Amusing, interesting, and provocative comments from the field of middle level education
"Every teaching year undulates in the moments that make them unique, but every teacher's first year is the foundation upon which we build ourselves forever after."
— Middle grades math teacher and coach Jose Vilson. "The Homeroom Is a Home," MiddleWeb SmartBrief, July 4, 2012.
"If we continue eliminating the carefully crafted skills that make education and teaching complicated professions, putting certain skills into the electronic hands of computers and software, then all classroom teachers simply become interchangeable parts in the educational process."
— Teacher educator Shaun Johnson. "Let's Get to the Bottom of #Edtech Hysteria," The Huffington Post, July 27, 2012.
"If there's ever a real winner in the international education competition, it will be the country whose education policymakers see the applicability to education of the ancient story of the blind men and the elephant. That country won't be the United States. The super-hyped Common Core Standards, created by subject-matter specialists who don't talk to each other about the whole
of which their specializations are parts, will see to that."
— Marion Brady, educator and author. "Education's Biggest Design Flaw," The Washington Post, July 29, 2012.
"We want more girls engaged in robotics and computer programming and physics and engineering.
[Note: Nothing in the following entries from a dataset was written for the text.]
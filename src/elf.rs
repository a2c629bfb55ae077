//! 64-bit little-endian object-file loader
//!
//! Parses just enough of an ELF64-shaped header and program-header table to
//! place `PT_LOAD` segments into guest RAM and recover the entry point.
//! Parsed by hand, field by field, rather than through a general-purpose
//! ELF crate: the format here is a fixed subset (no relocations, no
//! dynamic linking, section headers are never consulted) and the failure
//! modes this emulator must surface (bad magic, wrong class, wrong
//! machine, segment out of range) are easier to keep bit-exact against
//! §4.5 as direct field reads than to recover from a general parser's
//! richer error surface.

use std::fs::File;
use std::io::{Read, Seek, SeekFrom};
use std::path::Path;

use crate::bus::Bus;
use crate::error::LoadError;

const EI_MAG: [u8; 4] = [0x7F, b'E', b'L', b'F'];
const ELFCLASS64: u8 = 2;
const EM_RISCV: u16 = 0xF3;
const PT_LOAD: u32 = 1;

const EHDR_SIZE: usize = 64;
const PHDR_SIZE: usize = 56;

fn read_u16_le(b: &[u8]) -> u16 {
    u16::from_le_bytes([b[0], b[1]])
}

fn read_u32_le(b: &[u8]) -> u32 {
    u32::from_le_bytes([b[0], b[1], b[2], b[3]])
}

fn read_u64_le(b: &[u8]) -> u64 {
    u64::from_le_bytes([
        b[0], b[1], b[2], b[3], b[4], b[5], b[6], b[7],
    ])
}

struct Ehdr {
    machine: u16,
    entry: u64,
    phoff: u64,
    phnum: u16,
}

fn parse_ehdr(buf: &[u8; EHDR_SIZE]) -> Result<Ehdr, LoadError> {
    if buf[0..4] != EI_MAG {
        return Err(LoadError::BadMagic);
    }
    if buf[4] != ELFCLASS64 {
        return Err(LoadError::UnsupportedClass(buf[4]));
    }
    let machine = read_u16_le(&buf[18..20]);
    if machine != EM_RISCV {
        return Err(LoadError::WrongMachine(machine));
    }
    Ok(Ehdr {
        machine,
        entry: read_u64_le(&buf[24..32]),
        phoff: read_u64_le(&buf[32..40]),
        phnum: read_u16_le(&buf[56..58]),
    })
}

struct Phdr {
    p_type: u32,
    offset: u64,
    vaddr: u64,
    paddr: u64,
    filesz: u64,
    memsz: u64,
}

fn parse_phdr(buf: &[u8; PHDR_SIZE]) -> Phdr {
    Phdr {
        p_type: read_u32_le(&buf[0..4]),
        offset: read_u64_le(&buf[8..16]),
        vaddr: read_u64_le(&buf[16..24]),
        paddr: read_u64_le(&buf[24..32]),
        filesz: read_u64_le(&buf[32..40]),
        memsz: read_u64_le(&buf[40..48]),
    }
}

/// Loads `path` into `bus`'s RAM and returns the architectural entry address.
pub fn load(path: &Path, bus: &mut Bus) -> Result<u64, LoadError> {
    let mut file = File::open(path)?;

    let mut ehdr_buf = [0u8; EHDR_SIZE];
    file.read_exact(&mut ehdr_buf)?;
    let ehdr = parse_ehdr(&ehdr_buf)?;
    log::debug!(
        "elf: machine={:#x} entry={:#x} phoff={:#x} phnum={}",
        ehdr.machine,
        ehdr.entry,
        ehdr.phoff,
        ehdr.phnum
    );

    file.seek(SeekFrom::Start(ehdr.phoff))?;

    for i in 0..ehdr.phnum {
        let mut phdr_buf = [0u8; PHDR_SIZE];
        file.read_exact(&mut phdr_buf)?;
        let phdr = parse_phdr(&phdr_buf);

        if phdr.p_type != PT_LOAD || phdr.memsz == 0 {
            continue;
        }

        let dst = if phdr.paddr != 0 { phdr.paddr } else { phdr.vaddr };
        let ram_base = bus.ram().base();
        let ram_size = bus.ram().size() as u64;
        let end = dst
            .checked_add(phdr.memsz)
            .ok_or(LoadError::SegmentOutOfRange { dst, memsz: phdr.memsz })?;
        if dst < ram_base || end > ram_base + ram_size {
            return Err(LoadError::SegmentOutOfRange { dst, memsz: phdr.memsz });
        }

        bus.ram_mut().zero_fill(dst, phdr.memsz);

        if phdr.filesz > 0 {
            let mut data = vec![0u8; phdr.filesz as usize];
            let saved_pos = file.stream_position()?;
            file.seek(SeekFrom::Start(phdr.offset))?;
            file.read_exact(&mut data)?;
            file.seek(SeekFrom::Start(saved_pos))?;
            bus.ram_mut().write_bytes(dst, &data);
        }

        log::debug!(
            "elf: segment #{i} loaded at {dst:#x} (filesz={:#x} memsz={:#x})",
            phdr.filesz,
            phdr.memsz
        );
    }

    Ok(ehdr.entry)
}

#[cfg(test)]
mod tests {
    use super::*;
    use crate::bus::MachineConfig;
    use std::io::Write as _;

    fn test_bus() -> Bus {
        Bus::new(MachineConfig {
            ram_base: 0x8000_0000,
            ram_size: 0x1000,
            uart_base: 0x1000_0000,
        })
    }

    /// Builds a minimal one-segment ELF64/RISC-V image: a 64-byte ehdr
    /// followed immediately by one 56-byte phdr, followed by the payload.
    fn build_image(machine: u16, class: u8, paddr: u64, payload: &[u8]) -> Vec<u8> {
        let phoff: u64 = EHDR_SIZE as u64;
        let data_off: u64 = phoff + PHDR_SIZE as u64;

        let mut ehdr = vec![0u8; EHDR_SIZE];
        ehdr[0..4].copy_from_slice(&EI_MAG);
        ehdr[4] = class;
        ehdr[18..20].copy_from_slice(&machine.to_le_bytes());
        ehdr[24..32].copy_from_slice(&paddr.to_le_bytes()); // entry == paddr for the test
        ehdr[32..40].copy_from_slice(&phoff.to_le_bytes());
        ehdr[56..58].copy_from_slice(&1u16.to_le_bytes()); // phnum = 1

        let mut phdr = vec![0u8; PHDR_SIZE];
        phdr[0..4].copy_from_slice(&PT_LOAD.to_le_bytes());
        phdr[8..16].copy_from_slice(&data_off.to_le_bytes());
        phdr[16..24].copy_from_slice(&paddr.to_le_bytes()); // vaddr
        phdr[24..32].copy_from_slice(&paddr.to_le_bytes()); // paddr
        phdr[32..40].copy_from_slice(&(payload.len() as u64).to_le_bytes()); // filesz
        phdr[40..48].copy_from_slice(&(payload.len() as u64 + 16).to_le_bytes()); // memsz (extra BSS)

        let mut image = ehdr;
        image.extend_from_slice(&phdr);
        image.extend_from_slice(payload);
        image
    }

    fn write_temp(bytes: &[u8]) -> tempfile::NamedTempFile {
        let mut f = tempfile::NamedTempFile::new().unwrap();
        f.write_all(bytes).unwrap();
        f
    }

    #[test]
    fn loads_segment_and_zero_fills_bss() {
        let mut bus = test_bus();
        let image = build_image(EM_RISCV, ELFCLASS64, 0x8000_0000, b"\x01\x02\x03\x04");
        let f = write_temp(&image);
        let entry = load(f.path(), &mut bus).unwrap();
        assert_eq!(entry, 0x8000_0000);
        assert_eq!(bus.ram().read_u32(0x8000_0000), 0x0403_0201);
        // BSS tail beyond filesz must read as zero.
        assert_eq!(bus.ram().read_u8(0x8000_0010), 0);
    }

    #[test]
    fn rejects_bad_magic() {
        let mut bus = test_bus();
        let mut image = build_image(EM_RISCV, ELFCLASS64, 0x8000_0000, b"\x00");
        image[0] = 0x00;
        let f = write_temp(&image);
        assert!(matches!(load(f.path(), &mut bus), Err(LoadError::BadMagic)));
    }

    #[test]
    fn rejects_wrong_class() {
        let mut bus = test_bus();
        let image = build_image(EM_RISCV, 1, 0x8000_0000, b"\x00");
        let f = write_temp(&image);
        assert!(matches!(
            load(f.path(), &mut bus),
            Err(LoadError::UnsupportedClass(1))
        ));
    }

    #[test]
    fn rejects_wrong_machine() {
        let mut bus = test_bus();
        let image = build_image(0x03, ELFCLASS64, 0x8000_0000, b"\x00");
        let f = write_temp(&image);
        assert!(matches!(
            load(f.path(), &mut bus),
            Err(LoadError::WrongMachine(0x03))
        ));
    }

    #[test]
    fn rejects_segment_outside_ram() {
        let mut bus = test_bus();
        let image = build_image(EM_RISCV, ELFCLASS64, 0x1000_0000, b"\x01\x02");
        let f = write_temp(&image);
        assert!(matches!(
            load(f.path(), &mut bus),
            Err(LoadError::SegmentOutOfRange { .. })
        ));
    }
}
We want more boys engaged in poetry and creative writing and Spanish language."
— Leonard Sax, the founder of the Pennsylvania-based National Association for Single Sex Public Education. "More Public Schools Splitting Up Boys, Girls," USA Today, July 8, 2012.
[Single-sex classes] isn't the right step to address higher dropout rates by boys. They promote false stereotypes about sex-based differences that don't exist. Promoting sex stereotypes can harm both girls and boys."
— Doug Bonney, legal director of the ACLU of Kansas and Western Missouri, where he successfully challenged single-sex classes in Missouri's Adrian R-III School District. He argues that single-sex classrooms may actually enhance gender stereotypes and lead to sexism. "More Public Schools Splitting Up Boys, Girls," USA Today, July 8, 2012.
"We don't want to know if you can pass multiple-choice tests. We want to know if you can drive."
— Stephanie Wood-Garnett, an assistant commissioner in the New York State Education Department's office of higher education. "To Earn Classroom Certification, More Teaching and Less Testing," The New York Times, July 29 2012.
"Seen initially as crucial supports designed to structure the work of struggling teachers, day-by-day pacing guides — like running shoes — have become the norm rather than the exception in education. As a result, we've become an ‘injury-prone' profession because we've forgotten to rely on our greatest strength: The minds of our classroom teachers."
— Education Blogger Bill Ferriter. "Don't Teachers Atrophy Too?" Smart Blog on Education, July 19, 2012.
"When a teacher takes the time to reflect on his or her own practice and works to provide interventions for struggling students, he or she is no longer predicting or summarizing learning; he or she is actively working to ensure that all students learn."
— Trenton Goble, chief academic officer of MasteryConnect. "It Takes More Than a Minute to Win It," Rick Hess's Straight Up blog, Education Week, July 18, 2012.
"Almost everyone appreciates at a gut level that what happens in the regular teacher's absence is not often something to brag about. It's kind of an underbelly, one of the darker secrets of what happens in public education."
— Raegan T. Miller, associate director for education research at the Center for American Progress. "Educators Take Another Look at Substitutes," Education Week, July 18, 2012.